Yesterday I wrote about the emerging spin from the nuclear industry -- that Americans should be "reassured" by the Japanese disaster because U.S. power plant operators will be able to learn from mistakes there.
Now, the industry trade group has posted a Q&A on its website that does not reiterate the "reassured" claim, but still makes some statements that deserve scrutiny.
The Nuclear Energy Institute document, which was updated Sunday at 3:30 p.m., says in part (emphasis added):
The events at Fukushima Daiichi show that nuclear power’s defense-in-depth approach to safety is appropriate and strong. Despite one of the largest earthquakes in world history, with accompanying tsunamis, fires and aftershocks — multiple disasters compounded one on top of the other — the primary containments at reactors near the epicenter have not been breached and the radioactive release has been minimal and controlled.
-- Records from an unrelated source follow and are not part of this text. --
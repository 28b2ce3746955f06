use std::sync::atomic::{AtomicU64, Ordering};
use std::sync::Arc;

use crate::breaker::{BreakerConfig, CircuitBreaker, State};
use crate::context::Context;
use crate::error::{ErrorCode, TodoError};
use crate::models::{CreateParams, Dates, Priority, SearchParams, SearchResults, Task};
use crate::validation::Validate;

use super::{TaskNotifier, TaskRepo, TaskSearchRepo};

/// Orchestrates the record store, the search index and change events.
///
/// Only the search path sits behind the circuit breaker. Notifications are
/// sent after a successful write and their failures are logged and counted,
/// never returned.
pub struct TaskService {
    repo: Arc<dyn TaskRepo>,
    search: Arc<dyn TaskSearchRepo>,
    notifier: Arc<dyn TaskNotifier>,
    breaker: CircuitBreaker,
    notification_failures: AtomicU64,
}

impl TaskService {
    pub fn new(
        repo: Arc<dyn TaskRepo>,
        search: Arc<dyn TaskSearchRepo>,
        notifier: Arc<dyn TaskNotifier>,
        breaker: BreakerConfig,
    ) -> Self {
        let breaker = CircuitBreaker::new(breaker).with_state_change_hook(Arc::new(
            |old: State, new: State| {
                tracing::info!(old = %old, new = %new, "state changed");
            },
        ));
        Self {
            repo,
            search,
            notifier,
            breaker,
            notification_failures: AtomicU64::new(0),
        }
    }

    pub fn breaker(&self) -> &CircuitBreaker {
        &self.breaker
    }

    /// Notifications dropped since this service was built.
    pub fn notification_failures(&self) -> u64 {
        self.notification_failures.load(Ordering::Relaxed)
    }

    #[tracing::instrument(name = "Task.By", skip_all)]
    pub async fn by(&self, ctx: &Context, params: &SearchParams) -> Result<SearchResults, TodoError> {
        let Some(call) = self.breaker.try_call(ctx) else {
            return Err(TodoError::unknown("service not ready"));
        };

        let result = self
            .search
            .search(ctx, params)
            .await
            .map_err(|e| TodoError::wrap(e, ErrorCode::Unknown, "search"));

        call.finish(result)
    }

    #[tracing::instrument(name = "Task.Create", skip_all)]
    pub async fn create(&self, ctx: &Context, params: &CreateParams) -> Result<Task, TodoError> {
        params
            .validate()
            .map_err(|e| TodoError::wrap(e, ErrorCode::InvalidArgument, "params.validate"))?;

        let task = self
            .repo
            .create(ctx, params)
            .await
            .map_err(|e| TodoError::wrap_unknown(e, "repo.create"))?;

        // Not transactional: the record stays even if the event is lost.
        let sent = self.notifier.created(ctx, &task).await;
        self.observe_notification("created", &task.id, sent);

        Ok(task)
    }

    #[tracing::instrument(name = "Task.Delete", skip(self, ctx))]
    pub async fn delete(&self, ctx: &Context, id: &str) -> Result<(), TodoError> {
        self.repo
            .delete(ctx, id)
            .await
            .map_err(|e| TodoError::wrap_unknown(e, "repo.delete"))?;

        let sent = self.notifier.deleted(ctx, id).await;
        self.observe_notification("deleted", id, sent);

        Ok(())
    }

    #[tracing::instrument(name = "Task.Task", skip(self, ctx))]
    pub async fn task(&self, ctx: &Context, id: &str) -> Result<Task, TodoError> {
        self.repo
            .find(ctx, id)
            .await
            .map_err(|e| TodoError::wrap_unknown(e, "repo.find"))
    }

    /// Replaces every mutable field of task `id`.
    #[tracing::instrument(name = "Task.Update", skip(self, ctx, description, dates))]
    pub async fn update(
        &self,
        ctx: &Context,
        id: &str,
        description: &str,
        priority: Priority,
        dates: &Dates,
        is_done: bool,
    ) -> Result<(), TodoError> {
        self.repo
            .update(ctx, id, description, priority, dates, is_done)
            .await
            .map_err(|e| TodoError::wrap_unknown(e, "repo.update"))?;

        match self.repo.find(ctx, id).await {
            Ok(task) => {
                let sent = self.notifier.updated(ctx, &task).await;
                self.observe_notification("updated", id, sent);
            }
            Err(e) => {
                tracing::debug!(task_id = id, error = %e, "skipping update notification");
            }
        }

        Ok(())
    }

    fn observe_notification(&self, event: &'static str, id: &str, sent: Result<(), TodoError>) {
        if let Err(e) = sent {
            self.notification_failures.fetch_add(1, Ordering::Relaxed);
            tracing::warn!(event, task_id = id, error = %e, "notification dropped");
        }
    }
}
This event will show that even under very severe circumstances, nuclear power plants are designed to withstand natural disasters.
We know that roughly 200,000 people around nuclear plants have been evacuated, 150 workers have been exposed to radiation, and some crew members on an American aircraft carrier 100 miles offshore got low-level doses of radiation. Clearly, though, many of the facts are still not known, and the crisis at multiple reactors is unresolved.
But the New York Times last night published a story that suggests, contra the industry's statement, the effects of the radiation could be long-lasting:
Japanese reactor operators now have little choice but to periodically release radioactive steam as part of an emergency cooling process for the fuel of the stricken reactors that may continue for a year or more even after fission has stopped. The plant’s operator must constantly try to flood the reactors with seawater, then release the resulting radioactive steam into the atmosphere, several experts familiar with the design of the Daiichi facility said.
That suggests that the tens of thousands of people who have been evacuated may not be able to return to their homes for a considerable period, and that shifts in the wind could blow radioactive materials toward Japanese cities rather than out to sea.
Again, it's too early to say where this is going. But the early signs are ominous -- both for people in Japan and for the nuclear industry's public image.